Joseph Duarte, center, is the lone SJI alum who has only worked at the paper where they were initially assigned for their entire career.
June 8, 2022

SJI assignment has kept Duarte firmly planted with Houston Chronicle

Joel Lorenzi

Joseph Duarte’s professional career began with a leap of faith — one that saw him entrust his future in a promise.

After he completed an internship with the Dallas Morning News in 1996, the paper offered him a job covering Oklahoma and Oklahoma State athletics. But when then-Houston Chronicle sports editor Dan Cunningham rang Duarte’s phone, he listened,  because Duarte had interned with Cunningham the previous summer.  

“Come to Houston,” Duarte remembers Cunningham saying. “You won’t be on staff to begin with, but trust me. Give me a chance. Within a year or two, we’ll make something happen.”

Duarte obliged by accepting a general assignment reporting role focusing on prep sports, area small colleges and soccer. Less than two years later, he was hired as the Chronicle’s Houston Astros beat writer and became one of the youngest professional baseball writers in the country. He hasn’t left, turning one decision into a 24-year stint with the paper in which he became a staple of Houston-area sports coverage.

“If you’ve lived in Houston and you’ve been a sports fan, you can’t help but have read Joseph Duarte’s coverage on many different things,” Astros beat writer Brian McTaggart said.

Duarte found his passion for writing in high school while playing baseball. Growing up in his small hometown of Bastrop, Texas, the news coverage wasn’t extensive. Duarte got his start there, covering local sports for the town’s paper. He often found himself covering the games in which he played.

Joseph Duarte, left, with his SJI classmates at the awards banquet in 1995.

He eventually was named to the Sports Journalism Institute’s 1995 class, with the program placing him at the Chronicle for a summer. One final year of college and another internship later, Duarte found his way back to Houston.

“I’m the only one, from the first (SJI) class ‘til last year, that is still with the same paper that I was assigned to,” Duarte said. “To me, that’s a source of pride. To me, it says that SJI is solely responsible for placing me at that job, and then from there I took it, ran with it, and I made a career out of it.”

As a Texas native, Duarte never saw a reason to leave. Instead, he dedicated himself to any beat he landed on at the Chronicle.

Before covering the University of Houston for the past 10 years, Duarte covered virtually everything else for the Chronicle — The Houston Texans, the Astros, Rice University and even his alma mater, the University of Texas.

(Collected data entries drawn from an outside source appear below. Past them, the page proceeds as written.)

//! ReDB storage implementation.
//!
//! Vaults are keyed by their ECDSA root public key and stored as JSON.

use std::path::Path;
use std::sync::Arc;

use redb::{Database, ReadableDatabase, ReadableTable, TableDefinition};

use crate::error::{KeysignError, KeysignResult};
use crate::vault::{Vault, VaultStore};

const VAULTS: TableDefinition<&str, &[u8]> = TableDefinition::new("vaults");

/// Storage wrapper for ReDB.
///
/// Thread-safe via internal Arc. Clone is cheap.
#[derive(Clone)]
pub struct Storage {
    db: Arc<Database>,
}

impl Storage {
    /// Open or create a database at the given path.
    ///
    /// Creates parent directories if they don't exist.
    pub fn open(path: &Path) -> KeysignResult<Self> {
        if let Some(parent) = path.parent() {
            std::fs::create_dir_all(parent)?;
        }

        let db = Database::create(path).map_err(|e| KeysignError::Storage(e.to_string()))?;
        let storage = Self::init(db)?;

        tracing::info!(path = %path.display(), "Opened vault database");
        Ok(storage)
    }

    /// Open an in-memory database for testing.
    #[cfg(test)]
    pub fn open_memory() -> KeysignResult<Self> {
        let db = Database::builder()
            .create_with_backend(redb::backends::InMemoryBackend::new())
            .map_err(|e| KeysignError::Storage(e.to_string()))?;
        Self::init(db)
    }

    fn init(db: Database) -> KeysignResult<Self> {
        let write_txn = db.begin_write()?;
        {
            let _ = write_txn.open_table(VAULTS)?;
        }
        write_txn.commit()?;
        Ok(Self { db: Arc::new(db) })
    }

    pub fn delete_vault(&self, id: &str) -> KeysignResult<bool> {
        let write_txn = self.db.begin_write()?;
        let deleted = {
            let mut table = write_txn.open_table(VAULTS)?;
            table.remove(id)?.is_some()
        };
        write_txn.commit()?;

        if deleted {
            tracing::debug!(vault_id = id, "Deleted vault");
        }
        Ok(deleted)
    }
}

impl VaultStore for Storage {
    fn get(&self, id: &str) -> KeysignResult<Vault> {
        let read_txn = self.db.begin_read()?;
        let table = read_txn.open_table(VAULTS)?;

        match table.get(id)? {
            Some(value) => Ok(serde_json::from_slice(value.value())?),
            None => Err(KeysignError::VaultNotFound(id.to_string())),
        }
    }

    fn upsert(&self, vault: &Vault) -> KeysignResult<()> {
        let value = serde_json::to_vec(vault)?;
        let write_txn = self.db.begin_write()?;
        {
            let mut table = write_txn.open_table(VAULTS)?;
            table.insert(vault.id(), value.as_slice())?;
        }
        write_txn.commit()?;
        tracing::debug!(vault_id = vault.id(), name = %vault.name, "Stored vault");
        Ok(())
    }

    fn list(&self) -> KeysignResult<Vec<Vault>> {
        let read_txn = self.db.begin_read()?;
        let table = read_txn.open_table(VAULTS)?;

        table
            .iter()?
            .map(|entry| -> KeysignResult<Vault> {
                let (_, value) = entry?;
                Ok(serde_json::from_slice(value.value())?)
            })
            .collect()
    }
}

#[cfg(test)]
mod tests {
    use super::*;
    use crate::vault::tests::sample_vault;

    #[test]
    fn test_vault_crud() -> KeysignResult<()> {
        let storage = Storage::open_memory()?;
        let vault = sample_vault("a", &["a", "b", "c"]);

        storage.upsert(&vault)?;
        assert_eq!(storage.get(vault.id())?, vault);

        let mut renamed = vault.clone();
        renamed.name = "Renamed".to_string();
        storage.upsert(&renamed)?;
        assert_eq!(storage.get(vault.id())?.name, "Renamed");
        assert_eq!(storage.list()?.len(), 1);

        assert!(storage.delete_vault(vault.id())?);
        assert!(!storage.delete_vault(vault.id())?);
        Ok(())
    }

    #[test]
    fn test_missing_vault() -> KeysignResult<()> {
        let storage = Storage::open_memory()?;
        assert!(matches!(
            storage.get("nope"),
            Err(KeysignError::VaultNotFound(id)) if id == "nope"
        ));
        Ok(())
    }

    #[test]
    fn test_persists_across_reopen() -> KeysignResult<()> {
        let dir = tempfile::tempdir()?;
        let path = dir.path().join("nested").join("vaults.redb");
        let vault = sample_vault("a", &["a", "b"]);

        {
            let storage = Storage::open(&path)?;
            storage.upsert(&vault)?;
        }

        let storage = Storage::open(&path)?;
        assert_eq!(storage.get(vault.id())?, vault);
        Ok(())
    }
}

He remembers a time when he hurried to cover news at Prairie View A&M and got stuck in Houston’s rush-hour traffic on the way back to his office while on deadline. Duarte whipped out his laptop and pulled into a parking lot along the Houston freeway to beat the clock. As times have changed with accessibility and smartphones, he’s found himself writing stories at movie theaters, baby showers and even weddings.

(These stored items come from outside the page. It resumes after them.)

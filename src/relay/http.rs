//! HTTP client for the relay contract.
//!
//! Every call is bounded by the request timeout and retried with a fixed
//! backoff while the failure is transient. 4xx responses are final.

use std::future::Future;
use std::time::Duration;

use async_trait::async_trait;
use reqwest::{Client, RequestBuilder, Response, StatusCode};

use super::{MESSAGE_ID_HEADER, MessageRelay, RelayMessage};
use crate::config::{NetworkMode, Settings};
use crate::error::{KeysignError, KeysignResult};
use crate::signature::SignaturePackage;

#[derive(Clone)]
pub struct HttpRelay {
    client: Client,
    base_url: String,
    mode: NetworkMode,
    retry_attempts: u32,
    retry_backoff: Duration,
}

impl HttpRelay {
    pub fn new(base_url: &str, settings: &Settings) -> KeysignResult<Self> {
        let client = Client::builder()
            .timeout(settings.request_timeout())
            .build()
            .map_err(|e| KeysignError::Internal(format!("Failed to create HTTP client: {e}")))?;

        Ok(Self {
            client,
            base_url: base_url.trim_end_matches('/').to_string(),
            mode: NetworkMode::Relay,
            retry_attempts: settings.retry_attempts().max(1),
            retry_backoff: settings.retry_backoff(),
        })
    }

    /// Client for a mediator on the local network, possibly started by
    /// another device.
    pub fn local(base_url: &str, settings: &Settings) -> KeysignResult<Self> {
        let mut relay = Self::new(base_url, settings)?;
        relay.mode = NetworkMode::Local;
        Ok(relay)
    }

    fn url(&self, path: &str) -> String {
        format!("{}/{path}", self.base_url)
    }

    /// Run `call` until it succeeds, fails permanently, or attempts run out.
    async fn with_retry<T, F, Fut>(&self, operation: &str, mut call: F) -> KeysignResult<T>
    where
        F: FnMut() -> Fut,
        Fut: Future<Output = KeysignResult<T>>,
    {
        let mut attempt = 0;
        loop {
            attempt += 1;
            match call().await {
                Ok(value) => return Ok(value),
                Err(e) if !e.is_retryable() => return Err(e),
                Err(e) if attempt >= self.retry_attempts => {
                    tracing::error!(operation, attempts = attempt, error = %e, "Relay call failed");
                    return Err(KeysignError::RetriesExhausted {
                        operation: operation.to_string(),
                        attempts: attempt,
                        last_error: e.to_string(),
                    });
                }
                Err(e) => {
                    tracing::warn!(operation, attempt, error = %e, "Relay call failed, retrying");
                    tokio::time::sleep(self.retry_backoff).await;
                }
            }
        }
    }

    fn with_message_id(request: RequestBuilder, message_id: Option<&str>) -> RequestBuilder {
        match message_id {
            Some(id) => request.header(MESSAGE_ID_HEADER, id),
            None => request,
        }
    }
}

/// Map a non-success status onto [`KeysignError::RelayRejected`].
async fn check(response: Response) -> KeysignResult<Response> {
    let status = response.status();
    if status.is_success() {
        return Ok(response);
    }
    let body = response.text().await.unwrap_or_default();
    Err(KeysignError::RelayRejected {
        status: status.as_u16(),
        body,
    })
}

/// `None` on 404, the decoded body otherwise.
async fn optional_json<T: serde::de::DeserializeOwned>(
    response: Response,
) -> KeysignResult<Option<T>> {
    if response.status() == StatusCode::NOT_FOUND {
        return Ok(None);
    }
    let response = check(response).await?;
    Ok(Some(response.json().await?))
}

#[async_trait]
impl MessageRelay for HttpRelay {
    fn mode(&self) -> NetworkMode {
        self.mode
    }

    fn base_url(&self) -> String {
        self.base_url.clone()
    }

    #[tracing::instrument(skip(self, parties), fields(parties = parties.len()))]
    async fn start_session(&self, session_id: &str, parties: &[String]) -> KeysignResult<()> {
        self.with_retry("start_session", || async move {
            let response = self
                .client
                .post(self.url(session_id))
                .json(parties)
                .send()
                .await?;
            check(response).await.map(|_| ())
        })
        .await
    }

    async fn get_participants(&self, session_id: &str) -> KeysignResult<Vec<String>> {
        self.with_retry("get_participants", || async move {
            let response = self.client.get(self.url(session_id)).send().await?;
            Ok(optional_json(response).await?.unwrap_or_default())
        })
        .await
    }

    async fn end_session(&self, session_id: &str) -> KeysignResult<()> {
        self.with_retry("end_session", || async move {
            let response = self.client.delete(self.url(session_id)).send().await?;
            check(response).await.map(|_| ())
        })
        .await
    }

    #[tracing::instrument(skip(self, committee), fields(committee = committee.len()))]
    async fn start_with_committee(
        &self,
        session_id: &str,
        committee: &[String],
    ) -> KeysignResult<()> {
        self.with_retry("start_with_committee", || async move {
            let response = self
                .client
                .post(self.url(&format!("start/{session_id}")))
                .json(committee)
                .send()
                .await?;
            check(response).await.map(|_| ())
        })
        .await
    }

    async fn check_committee(&self, session_id: &str) -> KeysignResult<Option<Vec<String>>> {
        self.with_retry("check_committee", || async move {
            let response = self
                .client
                .get(self.url(&format!("start/{session_id}")))
                .send()
                .await?;
            optional_json(response).await
        })
        .await
    }

    async fn send(
        &self,
        session_id: &str,
        message_id: Option<&str>,
        message: &RelayMessage,
    ) -> KeysignResult<()> {
        self.with_retry("send", || async move {
            let request = self
                .client
                .post(self.url(&format!("message/{session_id}")))
                .json(message);
            let response = Self::with_message_id(request, message_id).send().await?;
            check(response).await.map(|_| ())
        })
        .await
    }

    async fn receive(
        &self,
        session_id: &str,
        party: &str,
        message_id: Option<&str>,
    ) -> KeysignResult<Vec<RelayMessage>> {
        self.with_retry("receive", || async move {
            let request = self
                .client
                .get(self.url(&format!("message/{session_id}/{party}")));
            let response = Self::with_message_id(request, message_id).send().await?;
            Ok(optional_json(response).await?.unwrap_or_default())
        })
        .await
    }

    async fn acknowledge(
        &self,
        session_id: &str,
        party: &str,
        hash: &str,
        message_id: Option<&str>,
    ) -> KeysignResult<()> {
        self.with_retry("acknowledge", || async move {
            let request = self
                .client
                .delete(self.url(&format!("message/{session_id}/{party}/{hash}")));
            let response = Self::with_message_id(request, message_id).send().await?;
            check(response).await.map(|_| ())
        })
        .await
    }

    async fn upload_setup_message(
        &self,
        session_id: &str,
        message_id: Option<&str>,
        payload: &str,
    ) -> KeysignResult<()> {
        self.with_retry("upload_setup_message", || async move {
            let request = self
                .client
                .post(self.url(&format!("setup-message/{session_id}")))
                .body(payload.to_string());
            let response = Self::with_message_id(request, message_id).send().await?;
            check(response).await.map(|_| ())
        })
        .await
    }

    async fn get_setup_message(
        &self,
        session_id: &str,
        message_id: Option<&str>,
    ) -> KeysignResult<Option<String>> {
        self.with_retry("get_setup_message", || async move {
            let request = self
                .client
                .get(self.url(&format!("setup-message/{session_id}")));
            let response = Self::with_message_id(request, message_id).send().await?;
            if response.status() == StatusCode::NOT_FOUND {
                return Ok(None);
            }
            Ok(Some(check(response).await?.text().await?))
        })
        .await
    }

    async fn mark_complete(&self, session_id: &str, party: &str) -> KeysignResult<()> {
        self.with_retry("mark_complete", || async move {
            let response = self
                .client
                .post(self.url(&format!("complete/{session_id}")))
                .json(&[party])
                .send()
                .await?;
            check(response).await.map(|_| ())
        })
        .await
    }

    async fn completed_parties(&self, session_id: &str) -> KeysignResult<Vec<String>> {
        self.with_retry("completed_parties", || async move {
            let response = self
                .client
                .get(self.url(&format!("complete/{session_id}")))
                .send()
                .await?;
            Ok(optional_json(response).await?.unwrap_or_default())
        })
        .await
    }

    async fn publish_signature(
        &self,
        session_id: &str,
        message_id: &str,
        signature: &SignaturePackage,
    ) -> KeysignResult<()> {
        self.with_retry("publish_signature", || async move {
            let response = self
                .client
                .post(self.url(&format!("complete/{session_id}/keysign")))
                .header(MESSAGE_ID_HEADER, message_id)
                .json(signature)
                .send()
                .await?;
            check(response).await.map(|_| ())
        })
        .await
    }

    async fn fetch_signature(
        &self,
        session_id: &str,
        message_id: &str,
    ) -> KeysignResult<Option<SignaturePackage>> {
        self.with_retry("fetch_signature", || async move {
            let response = self
                .client
                .get(self.url(&format!("complete/{session_id}/keysign")))
                .header(MESSAGE_ID_HEADER, message_id)
                .send()
                .await?;
            optional_json(response).await
        })
        .await
    }
}

#[cfg(test)]
mod tests {
    use super::*;

    fn unreachable_relay() -> HttpRelay {
        // Port 9 (discard) is closed on loopback in test environments.
        HttpRelay::new("http://127.0.0.1:9/router/", &Settings::for_tests()).unwrap()
    }

    #[test]
    fn test_url_joining() {
        let relay = unreachable_relay();
        assert_eq!(relay.base_url(), "http://127.0.0.1:9/router");
        assert_eq!(
            relay.url("start/abc"),
            "http://127.0.0.1:9/router/start/abc"
        );
    }

    #[tokio::test]
    async fn test_unreachable_relay_exhausts_retries() {
        let relay = unreachable_relay();
        let err = relay.get_participants("session").await.unwrap_err();
        match err {
            KeysignError::RetriesExhausted {
                operation,
                attempts,
                ..
            } => {
                assert_eq!(operation, "get_participants");
                assert_eq!(attempts, Settings::for_tests().retry_attempts());
            }
            other => panic!("unexpected error: {other}"),
        }
    }

    #[tokio::test]
    async fn test_permanent_errors_are_not_retried() {
        let relay = unreachable_relay();
        let mut calls = 0;
        let result: KeysignResult<()> = relay
            .with_retry("op", || {
                calls += 1;
                async {
                    Err(KeysignError::RelayRejected {
                        status: 400,
                        body: "bad".to_string(),
                    })
                }
            })
            .await;
        assert!(matches!(
            result,
            Err(KeysignError::RelayRejected { status: 400, .. })
        ));
        assert_eq!(calls, 1);
    }

    #[tokio::test]
    async fn test_transient_errors_recover() {
        let relay = unreachable_relay();
        let mut calls = 0;
        let result = relay
            .with_retry("op", || {
                calls += 1;
                let current = calls;
                async move {
                    if current < 2 {
                        Err(KeysignError::RelayRejected {
                            status: 503,
                            body: String::new(),
                        })
                    } else {
                        Ok(current)
                    }
                }
            })
            .await;
        assert_eq!(result.unwrap(), 2);
    }
}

Duarte has made it a point to not just pore over his own work, but help pave the way for young reporters he meets.

“One thing that I noticed that Joseph does a lot, he reaches out to the student reporters at the University of Houston,” said Sam Khan, a Texas-based college football writer for The Athletic. “He is always willing to offer some tips or advice. He does that because he cares about sports journalism and wants it to be in good hands.”

He’s been relentless in his coverage, whether that’s while pestering the University of Houston for their COVID-19 testing numbers or attempting to appropriately paint the big picture during successful runs like Texas’ 2005 national championship.

Duarte has seen journalism frequently shift around him over the past three decades. But he’s taken everything in stride, changing with the times and delivering Houston fans dependable coverage through several eras.

“If there’s been a humbling part, it’s been learning how to adapt and survive a business that’s been under fire for the last 10 years or so with newspapers shutting down,” Duarte said. “... I still enjoy opening up the paper and seeing my byline on the front page. That stuff is still cool to me. That’s what keeps me going.”